Acquired Hemophilia—A Case Series and Review

Background: Acquired hemophilia A (AHA) is a rare, life-threatening autoimmune disorder characterized by inhibitory autoantibodies against factor VIII (FVIII), resulting in spontaneous or trauma-related bleeding. This study reviews a single-center cohort to evaluate patient characteristics, treatments, and outcomes. Methods: We retrospectively reviewed the records of 22 adult patients diagnosed with AHA between 2012 and 2024. The data included demographics, clinical presentation, laboratory findings, treatments, and outcomes. Statistical analysis compared genders and evaluated treatment strategies and remission outcomes. Results: The cohort had an equal gender distribution with an average age of 62 years (22–102 years). Suspected etiologies included pregnancy (27%), malignancy (23%), autoimmune diseases (5%), and idiopathic causes (45%). The most common presentation was spontaneous cutaneous hematoma (82%). Severe bleeding necessitating hemostatic therapy occurred in 9% of cases.
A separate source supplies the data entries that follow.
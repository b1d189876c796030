//! Info command: package and effective configuration.

use clap::Args;
use lexmetric_core::config::{Config, ConfigSources};
use owo_colors::OwoColorize;
use serde::Serialize;
use tracing::{debug, instrument};

/// Arguments for the `info` subcommand.
#[derive(Args, Debug, Default)]
pub struct InfoArgs {
    // No subcommand-specific arguments; uses global --json flag
}

#[derive(Serialize)]
struct PackageInfo {
    name: &'static str,
    version: &'static str,
    #[serde(skip_serializing_if = "str::is_empty")]
    description: &'static str,
    #[serde(skip_serializing_if = "str::is_empty")]
    repository: &'static str,
    #[serde(skip_serializing_if = "str::is_empty")]
    homepage: &'static str,
    #[serde(skip_serializing_if = "str::is_empty")]
    license: &'static str,
}

impl PackageInfo {
    const fn new() -> Self {
        Self {
            name: env!("CARGO_PKG_NAME"),
            version: env!("CARGO_PKG_VERSION"),
            description: env!("CARGO_PKG_DESCRIPTION"),
            repository: env!("CARGO_PKG_REPOSITORY"),
            homepage: env!("CARGO_PKG_HOMEPAGE"),
            license: env!("CARGO_PKG_LICENSE"),
        }
    }
}

#[derive(Serialize)]
struct ConfigInfo {
    #[serde(skip_serializing_if = "Option::is_none")]
    config_file: Option<String>,
    log_level: String,
    #[serde(skip_serializing_if = "Option::is_none")]
    log_dir: Option<String>,
    lexicon_dir: String,
    cache_dir: String,
    cache_key: String,
    jobs: usize,
    fetch_timeout_secs: u64,
    user_agent: String,
    #[serde(skip_serializing_if = "Option::is_none")]
    max_input_bytes: Option<usize>,
}

impl ConfigInfo {
    fn from_config(config: &Config, sources: &ConfigSources) -> Self {
        Self {
            config_file: sources.primary_file().map(|p| p.to_string()),
            log_level: config.log_level.as_str().to_string(),
            log_dir: config.log_dir.as_ref().map(|p| p.to_string()),
            lexicon_dir: config.lexicon_dir.to_string(),
            cache_dir: config.cache_dir.to_string(),
            cache_key: config.cache_key.to_string(),
            jobs: config.jobs,
            fetch_timeout_secs: config.fetch_timeout_secs,
            user_agent: config.fetch_config().user_agent,
            max_input_bytes: config.input_limit(),
        }
    }
}

#[derive(Serialize)]
struct FullInfo {
    #[serde(flatten)]
    package: PackageInfo,
    config: ConfigInfo,
}

/// Print package information
///
/// # Arguments
/// * `global_json` - Global `--json` flag from CLI
/// * `config` - Loaded configuration
/// * `sources` - Config source metadata from loading
#[instrument(name = "cmd_info", skip_all, fields(json_output))]
pub fn cmd_info(
    _args: InfoArgs,
    global_json: bool,
    config: &Config,
    sources: &ConfigSources,
) -> anyhow::Result<()> {
    let info = PackageInfo::new();

    debug!(json_output = global_json, "executing info command");

    let config_info = ConfigInfo::from_config(config, sources);
    let full_info = FullInfo {
        package: info,
        config: config_info,
    };

    if global_json {
        println!("{}", serde_json::to_string_pretty(&full_info)?);
    } else {
        println!(
            "{} {}",
            full_info.package.name.bold(),
            full_info.package.version.green()
        );
        if !full_info.package.description.is_empty() {
            println!("{}", full_info.package.description);
        }
        if !full_info.package.license.is_empty() {
            println!("{}: {}", "License".dimmed(), full_info.package.license);
        }
        if !full_info.package.repository.is_empty() {
            println!(
                "{}: {}",
                "Repository".dimmed(),
                full_info.package.repository.cyan()
            );
        }
        if !full_info.package.homepage.is_empty() {
            println!(
                "{}: {}",
                "Homepage".dimmed(),
                full_info.package.homepage.cyan()
            );
        }

        // Configuration section
        println!();
        println!("{}", "Configuration".bold().underline());
        if let Some(ref path) = full_info.config.config_file {
            println!("{}: {}", "Config file".dimmed(), path.cyan());
        } else {
            println!("{}: {}", "Config file".dimmed(), "none loaded".yellow());
        }
        println!("{}: {}", "Log level".dimmed(), full_info.config.log_level);
        if let Some(ref dir) = full_info.config.log_dir {
            println!("{}: {}", "Log directory".dimmed(), dir);
        }

        println!();
        println!("{}", "Analysis".bold().underline());
        println!("{}: {}", "Lexicon directory".dimmed(), full_info.config.lexicon_dir);
        println!("{}: {}", "Cache directory".dimmed(), full_info.config.cache_dir);
        println!("{}: {}", "Cache key".dimmed(), full_info.config.cache_key);
        println!("{}: {}", "Jobs".dimmed(), full_info.config.jobs);
        println!(
            "{}: {}s",
            "Fetch timeout".dimmed(),
            full_info.config.fetch_timeout_secs
        );
        println!("{}: {}", "User agent".dimmed(), full_info.config.user_agent);
        match full_info.config.max_input_bytes {
            Some(limit) => println!("{}: {} bytes", "Input limit".dimmed(), limit),
            None => println!("{}: {}", "Input limit".dimmed(), "disabled".yellow()),
        }
    }

    Ok(())
}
Initial immunosuppressive therapy (IST) with corticosteroids achieved remission in 45% of patients, while additional treatment with Rituximab or Cyclophosphamide was required in others. Emicizumab, a novel FVIII-mimetic, was successfully used in one patient with severe refractory bleeding. Remission was achieved in 64% of patients within a median of 3 months, with a recurrence rate of 14%. No thrombotic events were observed, although corticosteroid side effects, including one hip fracture, were noted. Conclusions: IST remains the cornerstone of AHA treatment, though side effects necessitate individualized care. Emicizumab shows promise, particularly in refractory cases and fragile populations. Future research is needed to evaluate long-term outcomes and spontaneous remission rates, especially in special populations like post-partum women and the elderly.